L'auteur a été directeur technique pour le bimestriel L'Officiel de la sécurité, consultant auprès de l'Agence africaine des relations économiques et diplomatiques de Genève, chargé de cours à Paris XIII, et en charge de différents programmes de formation au renseignement et à la sûreté des personnes, des entreprises ou de la Nation.


 

Une affaire d'espionnage au bénéfice de l'État d'Israël (Mossad) impliquant trois hauts fonctionnaires : Quai d'Orsay - Matignon - ministère de l'Intérieur - un haut gradé de la Défense, et Laurence B une consultante quadragénaire franco-israélienne secoue le landerneau du contre-espionnage français. Les quatre hommes impliqués se sont vus retirer leur habilitation au secret, bons pour leur mutation à un poste subalterne, et une information judiciaire pour trahison a été ouverte. Il se murmure que si la photographie et l'identité de la « tentatrice » ont fuité, c'est dans l'espoir de ne pas voir cette affaire passée aux oubliettes de la diplomatie franco-israéliennes. Deux diplomates israéliens impliqués dans une autre affaire (opération Ratafia 2010) avaient dû quitter le territoire en raison d'une proximité douteuse nouée avec des fonctionnaires d'un de nos services lors d'une opération commune...

 

Selon Jacob Cohen, le Mossad (service secret israélien extérieur) pourrait compter sur 4.000 sayanim (honorables correspondants) et/ou adeptes de la hasbara (propagande & désinformation) en France ! Le chiffre peut paraître exagéré sur une population estimée à 550.000 israélites, mais il reste semblable à celui des 4.185 binationaux franco-israéliens ou Français ayant un parent juif (manaha) servant dans l'armée israélienne. Bienvenue dans le monde du renseignement et celui du contre-renseignement, un monde multidimensionnel fait d'actions réprouvées : déloyauté, espionnage, ingérences, sabotages, terrorisme, etc., capables d'entamer l'ordre politique, économique, social ou culturel. « L'espionnage visant la France et l'Union européenne est considéré comme ayant vocation à se développer, tant en raisons de la contestation, par de nouveaux acteurs, de la place de la France dans le monde, que de l'exacerbation de la compétition économique » (Le Dictionnaire du renseignement, ouvrage collectif paru aux Éditions Perrin 2018). Si les risques liés à l'espionnage semblent être délaissés par les citoyens pour le terrorisme « présenté comme une menace majeure », les réseaux du terrorisme ne bénéficient plus, comme cela fut le cas dans les années soixante-dix (Carlos, etc.), du soutien de pays ayant aujourd'hui rejoins l'espace Schengen...

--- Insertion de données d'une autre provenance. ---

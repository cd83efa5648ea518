//! Realtime room addressing and the event kinds emitted by the services.

pub mod kind;
pub mod room;

pub use kind::EventKind;
pub use room::Room;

Le renseignement et les différents volets qui le composent entretiennent le trouble dans les esprits mal informés ou déformés par la propagande ou le contre-renseignement adverse. Le renseignement intérieur et extérieur reste un instrument indispensable à notre indépendance et à notre sûreté. Ses attributions et responsabilités dépassent largement le cadre des frontières nationales, nos amis ne sont plus des amis sincères, en fait il ne l'ont jamais été et nous faisions semblant d'entre d'être dupe. Pourtant : « Des pays et des services qui sont des adversaires résolus peuvent coopérer en matière d'antiterrorisme, parce que cela répond à leurs intérêts » (op. cit.). La France qui accueille près de 20 000 Tchétchènes, procède régulièrement à des échanges d’informations avec la Russie, ce qui n'a pas empêché l'attentat au couteau du 12 mai par un Tchétchène francisé en 2010 et d'assassiner deux nationaux. Comme Lord Palmerston (1784 - 1865) disait : « L'Angleterre n'a pas d'amis ou d'ennemis permanents ; elle n'a que des intérêts permanents » sentence que paraphrasera le général de Gaulle : « Les États n'ont pas d'amis ; ils n'ont que des intérêts ». Les Américains sont plus concis : « America first », les Chinois de développer leur « soft power ».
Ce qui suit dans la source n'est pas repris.